Obesity is characterized by adipose tissue expansion, macrophage infiltration, and the development of chronic low-grade meta-inflammation that drives insulin resistance and metabolic dysfunction. Eukaryotic translation initiation factor 5A (eIF5A) is the only protein known to be uniquely post-translationally modified and activated by deoxyhypusine synthase (DHPS) to generate a hypusine (Hyp) residue. Activated eIF5A controls the translation of a subset of mRNAs that play a role in inflammation, but a role for the DHPS/eIF5AHyp axis in obesity-associated adipose tissue inflammation has not been tested. We found DHPS/eIF5AHyp levels to be increased in the stromal vascular fraction of adipose tissue from mice fed a high fat diet and in murine macrophages activated to a proinflammatory M1 phenotype.
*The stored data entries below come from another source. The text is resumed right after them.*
//! Email address type.
//!
//! Emails are the de facto identity key of delivery agents: the delivery
//! service keeps at most one agent per email, and agent lookup compares
//! emails exactly as the backend does (case-sensitive, no normalisation).

use core::fmt;

use serde::{Deserialize, Serialize};

/// Errors that can occur when parsing an [`Email`].
#[derive(thiserror::Error, Debug, Clone, PartialEq, Eq)]
pub enum EmailError {
    /// The input string is empty.
    #[error("email cannot be empty")]
    Empty,
    /// The input string is too long.
    #[error("email must be at most {max} characters")]
    TooLong {
        /// Maximum allowed length.
        max: usize,
    },
    /// The input does not contain an @ symbol.
    #[error("email must contain an @ symbol")]
    MissingAtSymbol,
    /// The part before the @ is empty.
    #[error("email local part cannot be empty")]
    EmptyLocalPart,
    /// The part after the @ is empty.
    #[error("email domain cannot be empty")]
    EmptyDomain,
}

/// A client or agent email address.
///
/// Validation is structural only (non-empty local part and domain around an
/// @, at most 254 characters). The original spelling is preserved so that
/// comparisons match the backend's uniqueness constraint byte for byte.
///
/// ```
/// use resto_core::Email;
///
/// let email = Email::parse("a@b.com").unwrap();
/// assert!(email.matches("a@b.com"));
/// assert!(!email.matches("A@b.com"));
/// assert!(Email::parse("courier.example.com").is_err());
/// ```
#[derive(Debug, Clone, Serialize, Deserialize, PartialEq, Eq, Hash)]
#[serde(try_from = "String", into = "String")]
pub struct Email(String);

impl Email {
    /// Maximum length of an email address (RFC 5321).
    pub const MAX_LENGTH: usize = 254;

    /// Parse an `Email` from a string.
    ///
    /// # Errors
    ///
    /// Returns an error if the input is empty, longer than 254 characters,
    /// lacks an @ symbol, or has an empty local part or domain.
    pub fn parse(s: &str) -> Result<Self, EmailError> {
        if s.is_empty() {
            return Err(EmailError::Empty);
        }
        if s.len() > Self::MAX_LENGTH {
            return Err(EmailError::TooLong {
                max: Self::MAX_LENGTH,
            });
        }

        let (local, domain) = s.split_once('@').ok_or(EmailError::MissingAtSymbol)?;
        if local.is_empty() {
            return Err(EmailError::EmptyLocalPart);
        }
        if domain.is_empty() {
            return Err(EmailError::EmptyDomain);
        }

        Ok(Self(s.to_owned()))
    }

    /// Returns the email address as a string slice.
    #[must_use]
    pub fn as_str(&self) -> &str {
        &self.0
    }

    /// Exact comparison against a raw email coming from another record.
    #[must_use]
    pub fn matches(&self, other: &str) -> bool {
        self.0 == other
    }
}

impl fmt::Display for Email {
    fn fmt(&self, f: &mut fmt::Formatter<'_>) -> fmt::Result {
        f.write_str(&self.0)
    }
}

impl std::str::FromStr for Email {
    type Err = EmailError;

    fn from_str(s: &str) -> Result<Self, Self::Err> {
        Self::parse(s)
    }
}

impl TryFrom<String> for Email {
    type Error = EmailError;

    fn try_from(value: String) -> Result<Self, Self::Error> {
        Self::parse(&value)
    }
}

impl From<Email> for String {
    fn from(email: Email) -> Self {
        email.0
    }
}

impl AsRef<str> for Email {
    fn as_ref(&self) -> &str {
        &self.0
    }
}

#[cfg(test)]
#[allow(clippy::unwrap_used)]
mod tests {
    use super::*;

    #[test]
    fn test_parse_accepts_common_shapes() {
        for raw in ["a@b.com", "jean.dupont+livreur@resto.fr", "x@localhost"] {
            assert!(Email::parse(raw).is_ok(), "{raw} should parse");
        }
    }

    #[test]
    fn test_parse_errors() {
        assert_eq!(Email::parse(""), Err(EmailError::Empty));
        assert_eq!(Email::parse("nobody"), Err(EmailError::MissingAtSymbol));
        assert_eq!(Email::parse("@resto.fr"), Err(EmailError::EmptyLocalPart));
        assert_eq!(Email::parse("chef@"), Err(EmailError::EmptyDomain));

        let long = format!("{}@resto.fr", "a".repeat(250));
        assert_eq!(Email::parse(&long), Err(EmailError::TooLong { max: 254 }));
    }

    #[test]
    fn test_matches_is_case_sensitive() {
        let email = Email::parse("Livreur@Resto.fr").unwrap();
        assert!(email.matches("Livreur@Resto.fr"));
        assert!(!email.matches("livreur@resto.fr"));
    }

    #[test]
    fn test_deserialize_validates() {
        assert!(serde_json::from_str::<Email>("\"a@b.com\"").is_ok());
        assert!(serde_json::from_str::<Email>("\"not-an-email\"").is_err());
    }
}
DHPS deficiency in M1 macrophages decreased global mRNA translation and protein synthesis of key inflammatory mediators, IL-1β and MIP-1α. Transcriptomes of LPS+IFN-γ-stimulated DHPS-deficient macrophages revealed reduced characteristics of an M1 signature and a phenotypic switch consistent with characteristics of an anti-inflammatory M2 signature. In support of these observations, macrophage migration in a zebrafish tailfin injury model was reduced with chemical inhibition of DHPS, and DHPS deficiency in myeloid cells of HFD-fed mice inhibited M1 macrophage accumulation in adipose tissue and improved glucose tolerance. Together, these findings indicate that DHPS is required for the translation of a subset of mRNAs required for inflammation and chemotaxis in macrophages and may contribute to a proinflammatory M1-like phenotype. Purified total RNA was first evaluated for its quantity, and quality, using Agilent Bioanalyzer 2100. All RNA samples had a RIN (RNA Integrity Number) of eight or higher. Each library was quantified, and its quality accessed by Qubit and Agilent Bioanalyzer, and multiple libraries were pooled in equal molarity. Average size of library insert was approximately 110b. Pooled libraries were applied to Ion Sphere Particles (ISP) with template preparation and amplification using Ion OneTouch 2, followed by ISP loading onto a PI chip and sequencing on Ion Proton semiconductor (Life Technologies). A Phred quality score (Q score) was used to measure the quality of sequencing. More than 90% of the sequencing reads reached Q30 (99.9% base call accuracy).